Da wo der Gletscher kalbt

Einmal im Jahr will ich da oben stehen. Oben wo der Gletscher in einen kreisrunden See kalbt und jedes Jahr neue Kunstwerke aus abgetrennten Gletscherfragmenten im Wasser herum schwimmen. In diesem Jahr habe ich mir vorgenommen auf der Seite des Sees die Nacht zu verbringen, von wo aus sich eine sehr gute Perspektive zur untergehenden Milchstrasse anbietet. Den Weg meistere ich dieses Jahr sehr schnell und kräfteschonend. Auch wenn die Sonne beim Aufstieg pausenlos auf meine schwarzen Winterwanderhosen brennt, komme ich gut voran und habe oben schliesslich genug Zeit in aller Ruhe mein Billigzelt mit Hilfe von Steinen windfest aufzubauen. Der See ist zu meiner Überraschung bereits zugefroren. Also gibt es keine Spiegelung, denk ich mir, ein wenig enttäuscht.

Das Licht der “Blauen Stunde” bestrahlt die Steinlandschaft

Am Abend wollte ich zuerst an die andere Seeseite, jedoch entschloss ich mich unterwegs weiter nach oben aufzusteigen, da ich diese Perspektive auch noch nicht kannte. Der Weg da rauf war steil und mühsam, da man wirklich sehr Acht darauf geben muss, die Füsse nicht einzuklemmen unter plötzlich in Bewegung geratenen Steinblöcken. Aber genau diese wilde Steinwelt hat mich optisch enorm angesprochen. So suchte ich eine besonders schöne Komposition aus Felsblöcken zwecks Vordergrund, um diese gewaltige Aussicht bei den letzten Sonnenstrahlen abzulichten. Bis in die blaue Stunde blieb ich noch oben und stieg dann in der Dämmerung Richtung Zelt hinab. Da gab es dann erst einmal was zu Essen, denn bis zu diesem Zeitpunkt hatte ich an diesem Tag erst ganz wenig Festes zu mir genommen und doch schon ein paar Kalorien verbrannt.

Dann brach die Nacht herein und offenbarte die Schönheit dieses isolierten Gletschersees in einem ganz anderen Licht. Ich kann es unmöglich in Worte fassen, wie geborgen ich mich da oben fühlte in jener Nacht. So fern von jeglichen menschlichen Einflüssen und so vermeintlich nah am Kern von unserer Heimatgalaxie.

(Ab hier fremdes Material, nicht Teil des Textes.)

//! Flow navigation
//!
//! Maps outcomes to what the user should see next. Pure apart from minting
//! correlation ids for the overload screen.

use std::fmt;
use std::str::FromStr;

use uuid::Uuid;

use crate::outcome::{Outcome, SessionPhase};

/// How the analyzed input was supplied
#[derive(Debug, Clone, Copy, PartialEq, Eq, Default)]
pub enum InputModality {
    #[default]
    SingleImage,
    ImageBatch,
    ExternalLink,
}

impl InputModality {
    pub fn as_str(&self) -> &'static str {
        match self {
            InputModality::SingleImage => "single",
            InputModality::ImageBatch => "batch",
            InputModality::ExternalLink => "link",
        }
    }
}

impl fmt::Display for InputModality {
    fn fmt(&self, f: &mut fmt::Formatter<'_>) -> fmt::Result {
        f.write_str(self.as_str())
    }
}

impl FromStr for InputModality {
    type Err = String;

    fn from_str(s: &str) -> Result<Self, Self::Err> {
        match s.to_lowercase().as_str() {
            "single" | "image" => Ok(InputModality::SingleImage),
            "batch" | "images" => Ok(InputModality::ImageBatch),
            "link" | "url" => Ok(InputModality::ExternalLink),
            _ => Err(format!(
                "Invalid input modality '{}'. Valid values: single, batch, link",
                s
            )),
        }
    }
}

/// Screen the caller should present
#[derive(Debug, Clone, PartialEq)]
pub enum DisplayIntent {
    ShowResult {
        amount: f64,
        description: String,
    },
    ShowNothingRecognized {
        modality: InputModality,
    },
    StayInProgress,
    /// Carries a fresh id so support can match a report to the logs
    ShowOverloaded {
        correlation_id: Uuid,
    },
    ReturnToEntry,
}

/// Routes outcomes to display intents
#[derive(Debug, Clone, Copy, Default)]
pub struct FlowNavigator {
    modality: InputModality,
}

impl FlowNavigator {
    pub fn new(modality: InputModality) -> Self {
        Self { modality }
    }

    pub fn modality(&self) -> InputModality {
        self.modality
    }

    pub fn route(&self, outcome: &Outcome) -> DisplayIntent {
        match outcome {
            Outcome::Success { summary, .. } => DisplayIntent::ShowResult {
                amount: summary.total_amount,
                description: summary.description.clone(),
            },
            Outcome::NoContent => DisplayIntent::ShowNothingRecognized {
                modality: self.modality,
            },
            Outcome::TransientInterruption { .. } => DisplayIntent::StayInProgress,
            Outcome::ServiceOverloaded { .. } => DisplayIntent::ShowOverloaded {
                correlation_id: Uuid::new_v4(),
            },
            Outcome::Cancelled => DisplayIntent::ReturnToEntry,
        }
    }

    /// Routes a session phase; anything unresolved keeps the progress screen
    pub fn route_phase(&self, phase: &SessionPhase) -> DisplayIntent {
        match phase {
            SessionPhase::Resolved(outcome) => self.route(outcome),
            SessionPhase::InFlight | SessionPhase::Interrupted(_) => DisplayIntent::StayInProgress,
        }
    }
}

#[cfg(test)]
mod tests {
    use super::*;
    use crate::outcome::{AnalysisSummary, OverloadCause};
    use crate::ports::analysis::TransportErrorKind;

    #[test]
    fn test_route_success() {
        let navigator = FlowNavigator::default();
        let outcome = Outcome::Success {
            summary: AnalysisSummary {
                total_amount: 512.0,
                confidence: 9,
                description: "ramen".to_string(),
            },
            raw_payload: "{}".to_string(),
        };

        assert_eq!(
            navigator.route(&outcome),
            DisplayIntent::ShowResult {
                amount: 512.0,
                description: "ramen".to_string()
            }
        );
    }

    #[test]
    fn test_route_no_content_carries_modality() {
        for modality in [
            InputModality::SingleImage,
            InputModality::ImageBatch,
            InputModality::ExternalLink,
        ] {
            let navigator = FlowNavigator::new(modality);
            assert_eq!(
                navigator.route(&Outcome::NoContent),
                DisplayIntent::ShowNothingRecognized { modality }
            );
        }
    }

    #[test]
    fn test_route_overloaded_mints_fresh_ids() {
        let navigator = FlowNavigator::default();
        let outcome = Outcome::ServiceOverloaded {
            cause: OverloadCause::MalformedPayload,
        };

        let first = navigator.route(&outcome);
        let second = navigator.route(&outcome);
        match (first, second) {
            (
                DisplayIntent::ShowOverloaded { correlation_id: a },
                DisplayIntent::ShowOverloaded { correlation_id: b },
            ) => {
                assert_ne!(a, b);
                assert_eq!(a.get_version_num(), 4);
            }
            other => panic!("expected overload intents, got {:?}", other),
        }
    }

    #[test]
    fn test_route_interruption_and_cancel() {
        let navigator = FlowNavigator::default();
        assert_eq!(
            navigator.route(&Outcome::TransientInterruption {
                kind: TransportErrorKind::NotConnected
            }),
            DisplayIntent::StayInProgress
        );
        assert_eq!(
            navigator.route(&Outcome::Cancelled),
            DisplayIntent::ReturnToEntry
        );
    }

    #[test]
    fn test_route_phase() {
        let navigator = FlowNavigator::default();
        assert_eq!(
            navigator.route_phase(&SessionPhase::InFlight),
            DisplayIntent::StayInProgress
        );
        assert_eq!(
            navigator.route_phase(&SessionPhase::Interrupted(TransportErrorKind::Cancelled)),
            DisplayIntent::StayInProgress
        );
        assert_eq!(
            navigator.route_phase(&SessionPhase::Resolved(Outcome::Cancelled)),
            DisplayIntent::ReturnToEntry
        );
    }

    #[test]
    fn test_modality_from_str() {
        assert_eq!(
            "batch".parse::<InputModality>().unwrap(),
            InputModality::ImageBatch
        );
        assert_eq!(
            "LINK".parse::<InputModality>().unwrap(),
            InputModality::ExternalLink
        );
        assert!("video".parse::<InputModality>().is_err());
    }
}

Dass der See zugefroren war, hatte nun auch seine gute Seite, denn als die Temperatur gegen Null Grad Celsius sank, traute ich mich auf die dünne Eisschicht des Sees. Eine ganz neue Welt an Vordergründen tat sich mir auf. Überall Linien, Skulpturen aus Eis und Framing-Möglichkeiten für ein schönes Bild. Vorsichtig hüpfe ich von Scholle zu Scholle, um möglichst die spärlich zugefrorene Eisschicht zu meiden. Was für ein Erlebnis!

Am frühen Morgen beim ersten Blick aus dem Zelt sehe ich direkt ins Tal des Aufstiegs hinab. Ich freue mich, hoch über den Wolken zu sein, welche weit unten als Meer das Tal bedecken. Der Blick in die andere Richtung, wo sich mein geplantes Fotosujet befand, erfreute mich umso mehr: Sanfte und doch schön definierte Schleierwolken waren am Himmel und der Osten war frei. Wie erwartet sah der Himmel fantastisch aus und harmonierte wunderbar mit den Blautönen der Gletscherschollen.